Princeton Vs. MIT: Who's Got The Better Investing Strategy?
The Peeptrade University Challenge kicks off Monday, where graduate students from nine top business schools will manage competing portfolios of $10,000 for 2 months.
As the contest gets underway, Benzinga caught up with one of the members of the MIT and Princeton teams to find out how they’ll be managing their portfolio.
Hunter Krug Dray, a first-year MBA at the Sloan School of Business, said the MIT team will take a core-satellite approach to their portfolio. He said the bulk of the portfolio will be allocated to a tracking index, and they’ll use the satellite positions to try and generate alpha.
“The main focus is based on the constraints of the challenge. We talked about tracking error. I think that will be quantitatively the biggest hurdle for us basically, coming up with a couple of names based on the constraints of the prompt.”
Dray said they’ll determine their sector weightings based on a fundamental analysis of standard indicators over a long time horizon, including multiples. They’ll also use technical indicators to determine their timing.
The seven-person team is made up of all first-year MBA students. Dray, who worked in wealth management for four years prior to MIT, said they didn’t approach the challenge with a single mindset, and that it’ll be a blend of diversification and conviction.
“I don’t think there’s any one mentality that’s predominant right now. So it’s going to be kind of a mashup of approaches. We basically came together and decided we’d do stock pitches [for their satellite stocks].”

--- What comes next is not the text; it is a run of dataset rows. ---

//! Headless editing session over a workspace directory.
//!
//! There is no interactive editor, so the "active editor" is the document
//! touched most recently, either by the file watcher, an applied edit, or an
//! explicit [`WorkspaceSource::focus`].

use std::path::{Component, Path, PathBuf};
use std::sync::Arc;

use async_trait::async_trait;
use devpilot_host::{EditorEventSink, EditorSource, SourceError, Subscription};
use devpilot_proto::{EditorSnapshot, Position, Selection, TextEdit};
use parking_lot::Mutex;
use ropey::{Rope, RopeSlice};
use url::Url;

use crate::watcher::WorkspaceWatcher;

/// Most recently touched document, shared with the watcher thread.
#[derive(Debug, Clone, Default)]
pub struct ActiveDocument(Arc<Mutex<Option<PathBuf>>>);

impl ActiveDocument {
	/// Marks `path` as the active document.
	pub fn touch(&self, path: PathBuf) {
		*self.0.lock() = Some(path);
	}

	/// Clears the active document if it is `path`.
	pub fn forget(&self, path: &Path) {
		let mut active = self.0.lock();
		if active.as_deref() == Some(path) {
			*active = None;
		}
	}

	/// Returns the active document.
	pub fn get(&self) -> Option<PathBuf> {
		self.0.lock().clone()
	}
}

/// [`EditorSource`] backed by the filesystem and the `git` CLI.
#[derive(Debug, Clone)]
pub struct WorkspaceSource {
	root: PathBuf,
	active: ActiveDocument,
}

impl WorkspaceSource {
	/// Creates a source rooted at `root`.
	pub fn new(root: impl Into<PathBuf>) -> Self {
		let root = root.into();
		let root = std::fs::canonicalize(&root).unwrap_or(root);
		Self {
			root,
			active: ActiveDocument::default(),
		}
	}

	/// Workspace root.
	pub fn root(&self) -> &Path {
		&self.root
	}

	/// Makes `path` the active document.
	pub fn focus(&self, path: impl AsRef<Path>) {
		let path = path.as_ref();
		let path = if path.is_absolute() { path.to_path_buf() } else { self.root.join(path) };
		self.active.touch(path);
	}

	/// Maps a `file://` URI to a path inside the workspace.
	fn resolve(&self, uri: &str) -> Result<PathBuf, SourceError> {
		let foreign = || SourceError::Foreign(uri.to_string());
		let url = Url::parse(uri).map_err(|_| foreign())?;
		if url.scheme() != "file" {
			return Err(foreign());
		}
		let path = url.to_file_path().map_err(|()| foreign())?;
		if path.components().any(|c| matches!(c, Component::ParentDir)) || !path.starts_with(&self.root) {
			return Err(foreign());
		}
		Ok(path)
	}

	async fn git_diff(&self, path: Option<&Path>) -> Result<String, SourceError> {
		let mut cmd = tokio::process::Command::new("git");
		cmd.args(["diff", "--no-color"]).current_dir(&self.root).kill_on_drop(true);
		let mut command = String::from("git diff");
		if let Some(path) = path {
			let relative = path.strip_prefix(&self.root).unwrap_or(path);
			cmd.arg("--").arg(relative);
			command = format!("git diff -- {}", relative.display());
		}

		let output = cmd.output().await.map_err(|error| SourceError::Io {
			path: self.root.clone(),
			error,
		})?;
		if !output.status.success() {
			return Err(SourceError::Command {
				command,
				stderr: String::from_utf8_lossy(&output.stderr).trim().to_string(),
			});
		}
		Ok(String::from_utf8_lossy(&output.stdout).into_owned())
	}
}

#[async_trait]
impl EditorSource for WorkspaceSource {
	async fn active_editor(&self) -> Option<EditorSnapshot> {
		let path = self.active.get()?;
		let text = match tokio::fs::read_to_string(&path).await {
			Ok(text) => text,
			Err(err) => {
				tracing::debug!(path = %path.display(), error = %err, "active document unreadable");
				self.active.forget(&path);
				return None;
			}
		};
		snapshot(&path, text)
	}

	async fn selections(&self, _uri: &str) -> Vec<Selection> {
		Vec::new()
	}

	async fn diff_for_resource(&self, uri: &str) -> Result<String, SourceError> {
		let path = self.resolve(uri)?;
		self.git_diff(Some(&path)).await
	}

	async fn workspace_diff(&self) -> Result<String, SourceError> {
		self.git_diff(None).await
	}

	async fn apply_edits(&self, uri: &str, edits: &[TextEdit]) -> Result<(), SourceError> {
		let path = self.resolve(uri)?;
		let io = |error: std::io::Error| SourceError::Io {
			path: path.clone(),
			error,
		};
		let text = tokio::fs::read_to_string(&path).await.map_err(io)?;
		let mut rope = Rope::from_str(&text);
		apply(&mut rope, uri, edits)?;
		tokio::fs::write(&path, rope.to_string()).await.map_err(io)?;

		tracing::debug!(path = %path.display(), edits = edits.len(), "edits applied");
		self.active.touch(path);
		Ok(())
	}

	fn subscribe(&self, sink: EditorEventSink) -> Result<Subscription, SourceError> {
		WorkspaceWatcher::new(self.root.clone(), self.active.clone()).start(sink)
	}
}

fn snapshot(path: &Path, text: String) -> Option<EditorSnapshot> {
	let uri = Url::from_file_path(path).ok()?;
	let line_count = Rope::from_str(&text).len_lines();
	Some(EditorSnapshot {
		uri: uri.into(),
		language_id: language_id(path).to_string(),
		file_name: path.file_name()?.to_string_lossy().into_owned(),
		line_count: u32::try_from(line_count).unwrap_or(u32::MAX),
		text,
	})
}

/// Language identifier for a file extension.
pub fn language_id(path: &Path) -> &'static str {
	match path.extension().and_then(|ext| ext.to_str()).unwrap_or_default() {
		"rs" => "rust",
		"ts" => "typescript",
		"tsx" => "typescriptreact",
		"js" | "mjs" | "cjs" => "javascript",
		"jsx" => "javascriptreact",
		"py" => "python",
		"java" => "java",
		"go" => "go",
		"c" | "h" => "c",
		"cpp" | "cc" | "hpp" => "cpp",
		"css" => "css",
		"html" => "html",
		"json" => "json",
		"toml" => "toml",
		"md" => "markdown",
		"sh" => "shellscript",
		_ => "plaintext",
	}
}

/// Applies `edits` to `rope`. Positions refer to the original text; nothing is
/// changed unless every edit is in bounds and no two edits overlap.
fn apply(rope: &mut Rope, uri: &str, edits: &[TextEdit]) -> Result<(), SourceError> {
	let mut spans = Vec::with_capacity(edits.len());
	for (index, edit) in edits.iter().enumerate() {
		let out_of_bounds = || SourceError::OutOfBounds {
			uri: uri.to_string(),
			index,
		};
		let start = char_index(rope, edit.range.start).ok_or_else(out_of_bounds)?;
		let end = char_index(rope, edit.range.end).ok_or_else(out_of_bounds)?;
		if end < start {
			return Err(out_of_bounds());
		}
		spans.push((start, end, index));
	}

	spans.sort_unstable_by_key(|&(start, end, index)| (start, end, index));
	for pair in spans.windows(2) {
		let (_, prev_end, prev) = pair[0];
		let (next_start, _, next) = pair[1];
		if prev_end > next_start {
			return Err(SourceError::Overlap(prev.min(next), prev.max(next)));
		}
	}

	for &(start, end, index) in spans.iter().rev() {
		rope.remove(start..end);
		rope.insert(start, &edits[index].new_text);
	}
	Ok(())
}

fn char_index(rope: &Rope, pos: Position) -> Option<usize> {
	let line = usize::try_from(pos.line).ok()?;
	if line >= rope.len_lines() {
		return None;
	}
	let content = line_content(rope.line(line));
	let character = usize::try_from(pos.character).ok()?;
	if character > content.len_utf16_cu() {
		return None;
	}
	Some(rope.line_to_char(line) + content.utf16_cu_to_char(character))
}

fn line_content(line: RopeSlice<'_>) -> RopeSlice<'_> {
	let mut end = line.len_chars();
	while end > 0 && matches!(line.char(end - 1), '\n' | '\r') {
		end -= 1;
	}
	line.slice(..end)
}
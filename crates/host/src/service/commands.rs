use devpilot_proto::{HostMessage, Message, SurfaceId, SurfaceKind};
use tokio::sync::oneshot;

use crate::registry::SurfaceSink;
use crate::state::AppState;

/// Commands for the host service actor.
#[derive(Debug)]
pub enum HostCmd {
	/// Register a new surface.
	Attach {
		/// Role of the surface.
		kind: SurfaceKind,
		/// Outbound channel owned by the surface's container.
		sink: SurfaceSink,
		/// Reply channel for the allocated id.
		reply: oneshot::Sender<SurfaceId>,
	},
	/// Remove a surface.
	Detach {
		/// The surface identity.
		surface: SurfaceId,
	},
	/// A message received from a surface.
	Inbound {
		/// Originating surface.
		surface: SurfaceId,
		/// The received envelope.
		message: Message,
	},
	/// Result of background work bound for one surface.
	Deliver {
		/// Requesting surface.
		surface: SurfaceId,
		/// Result message.
		message: HostMessage,
	},
	/// Result of background work bound for every surface.
	Publish {
		/// Start order of the task that produced `messages`.
		ticket: u64,
		/// Messages in publish order.
		messages: Vec<HostMessage>,
	},
	/// Read the current application state.
	Snapshot {
		/// Reply channel for the state.
		reply: oneshot::Sender<AppState>,
	},
	/// Stop the service and cancel its subscriptions.
	Shutdown {
		/// Reply channel signalled once stopped.
		reply: oneshot::Sender<()>,
	},
}
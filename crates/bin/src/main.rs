//! Devpilot host binary.
//!
//! Runs the synchronization bus headless: a workspace directory stands in for
//! the editor and display surfaces connect over a Unix socket.

mod ipc;
mod workbench;

use std::path::PathBuf;
use std::sync::Arc;

use clap::Parser;
use devpilot_host::{Collaborators, Config, CredentialStore, HostService};
use devpilot_proto::{ThemeKind, paths};
use devpilot_workspace::{API_KEY_ENV, ChatCompletions, FileCredentialStore, FsMarkerScanner, JsonFileStore, WorkspaceSource};
use tokio_util::sync::CancellationToken;
use tracing::info;

use crate::workbench::HeadlessWorkbench;

/// Host command line arguments.
#[derive(Parser, Debug)]
#[command(name = "devpilot-host")]
#[command(about = "Devpilot host serving feature surfaces for a workspace")]
struct Args {
	/// Socket path surfaces connect to
	#[arg(short, long, value_name = "PATH")]
	socket: Option<PathBuf>,

	/// Configuration file
	#[arg(short, long, value_name = "PATH")]
	config: Option<PathBuf>,

	/// Workspace root (defaults to the current directory)
	#[arg(short, long, value_name = "DIR")]
	root: Option<PathBuf>,

	/// Theme reported to surfaces (1 light, 2 dark, 3 high contrast, 4 high contrast light)
	#[arg(long, value_name = "KIND", default_value_t = 2)]
	theme: u8,

	/// Verbose logging
	#[arg(short, long)]
	verbose: bool,
}

#[tokio::main]
async fn main() -> Result<(), Box<dyn std::error::Error>> {
	let args = Args::parse();

	setup_tracing(args.verbose);

	info!("starting devpilot-host");

	let config_path = args.config.unwrap_or_else(paths::default_config_path);
	let config = Config::load(&config_path)?;
	info!(path = %config_path.display(), "configuration loaded");

	let root = match args.root {
		Some(root) => root,
		None => std::env::current_dir()?,
	};
	let theme = ThemeKind::try_from(args.theme)?;

	let socket_path = args
		.socket
		.or_else(|| config.paths.socket.clone())
		.unwrap_or_else(paths::default_socket_path);
	if let Some(parent) = socket_path.parent()
		&& !parent.exists()
	{
		std::fs::create_dir_all(parent)?;
	}
	let state_dir = config.paths.state_dir.clone().unwrap_or_else(paths::default_state_dir);

	info!(root = %root.display(), state = %state_dir.display(), socket = %socket_path.display(), "host paths");

	let collab = collaborators(&config, root, state_dir, theme)?;
	let host = HostService::start(config, collab);

	let shutdown = CancellationToken::new();
	tokio::spawn({
		let shutdown = shutdown.clone();
		async move {
			if let Err(e) = tokio::signal::ctrl_c().await {
				tracing::error!(error = %e, "failed to listen for ctrl-c");
			}
			shutdown.cancel();
		}
	});

	info!("starting surface socket");
	ipc::serve(&socket_path, host.clone(), shutdown).await?;

	if host.shutdown().await.is_err() {
		tracing::warn!("host service already stopped");
	}
	info!("devpilot-host stopped");
	Ok(())
}

fn collaborators(
	config: &Config,
	root: PathBuf,
	state_dir: PathBuf,
	theme: ThemeKind,
) -> Result<Collaborators, Box<dyn std::error::Error>> {
	let credentials: Arc<dyn CredentialStore> = Arc::new(
		FileCredentialStore::new(state_dir.join("credentials.json")).with_env_override(&config.generation.credential_key, API_KEY_ENV),
	);
	Ok(Collaborators {
		scanner: Arc::new(FsMarkerScanner::new(&root, &config.markers)?),
		editor: Arc::new(WorkspaceSource::new(root)),
		generator: Arc::new(ChatCompletions::new(&config.generation, credentials.clone())?),
		credentials,
		kv: Arc::new(JsonFileStore::new(state_dir.join("state.json"))),
		workbench: Arc::new(HeadlessWorkbench::new(theme)),
	})
}

fn setup_tracing(verbose: bool) {
	use std::fs::OpenOptions;

	use tracing_subscriber::EnvFilter;
	use tracing_subscriber::fmt::format::FmtSpan;
	use tracing_subscriber::prelude::*;

	let filter = || {
		EnvFilter::try_from_default_env().unwrap_or_else(|_| {
			if verbose {
				EnvFilter::new("devpilot=trace,debug")
			} else {
				EnvFilter::new("devpilot=debug,info")
			}
		})
	};

	if let Some(log_dir) = std::env::var("DEVPILOT_LOG_DIR").ok().map(PathBuf::from)
		&& std::fs::create_dir_all(&log_dir).is_ok()
	{
		let log_path = log_dir.join(format!("devpilot-host.{}.log", std::process::id()));

		if let Ok(file) = OpenOptions::new().create(true).append(true).open(&log_path) {
			let file_layer = tracing_subscriber::fmt::layer()
				.with_writer(file)
				.with_ansi(false)
				.with_span_events(FmtSpan::CLOSE)
				.with_target(true);

			tracing_subscriber::registry().with(filter()).with(file_layer).init();

			tracing::info!(path = ?log_path, "host tracing initialized");
			return;
		}
	}

	tracing_subscriber::registry()
		.with(filter())
		.with(tracing_subscriber::fmt::layer().with_writer(std::io::stderr))
		.init();
}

Dray, who wants to work somewhere in financial services, said he joined the challenge because it checked all the boxes for him.
“I think we want the experience to be one-stop shopping. Design, maintenance, and execution will all be there, and making sure everyone has the information so they can follow along. Having everybody understand where things are headed and how decisions are getting made."
The Princeton Portfolio
Aurele Galle is a Master of Finance at Princeton. He said his team will also be investing in ETFs that track the S&P 500, partly because they want to minimize the execution costs of the strategy.
The second part of the portfolio will be built on a quant model. This was in part because four of the six team members have previously worked for quant hedge funds, but also, Galle said, because the Princeton Graduate program is very quant focused.
“We were thinking about active management, and how it could actually produce negative alpha. That’s why we chose a quantitative model,” said Galle.
The model they developed will focus closely on risk parity and risk volatility of the different sectors with regard to a basic portfolio optimization strategy. The idea of portfolio optimization came from what they’ve observed in real life.
“I guess we wanted to use some portfolio optimization with some constraints because that’s mostly what people are using these days. We don’t want to be stock pickers like the hedge funds you saw 20 years ago. Even those guys now are trying to implement quant strategies. So we thought that was the best way. The risk parity idea, Bridgewater [Associates] was the first to do that, and they are the biggest hedge fund in the world.”
The team has five Masters of Finance and one Ph.D. in economics, which Galle said added to their diversification of ideas.
“We talked to him about it a few months ago and he thought it’d be a great way to try and implement his ideas to see how they could work in the real world.”
“I think what we really like here is there are some constraints, and they make sense because the clients will have some constraints. What we really like is the independence. We get to build something from basically nothing. We could have come together on our own and run backtests. But Peeptrade allows us to see how it’ll work in the real world."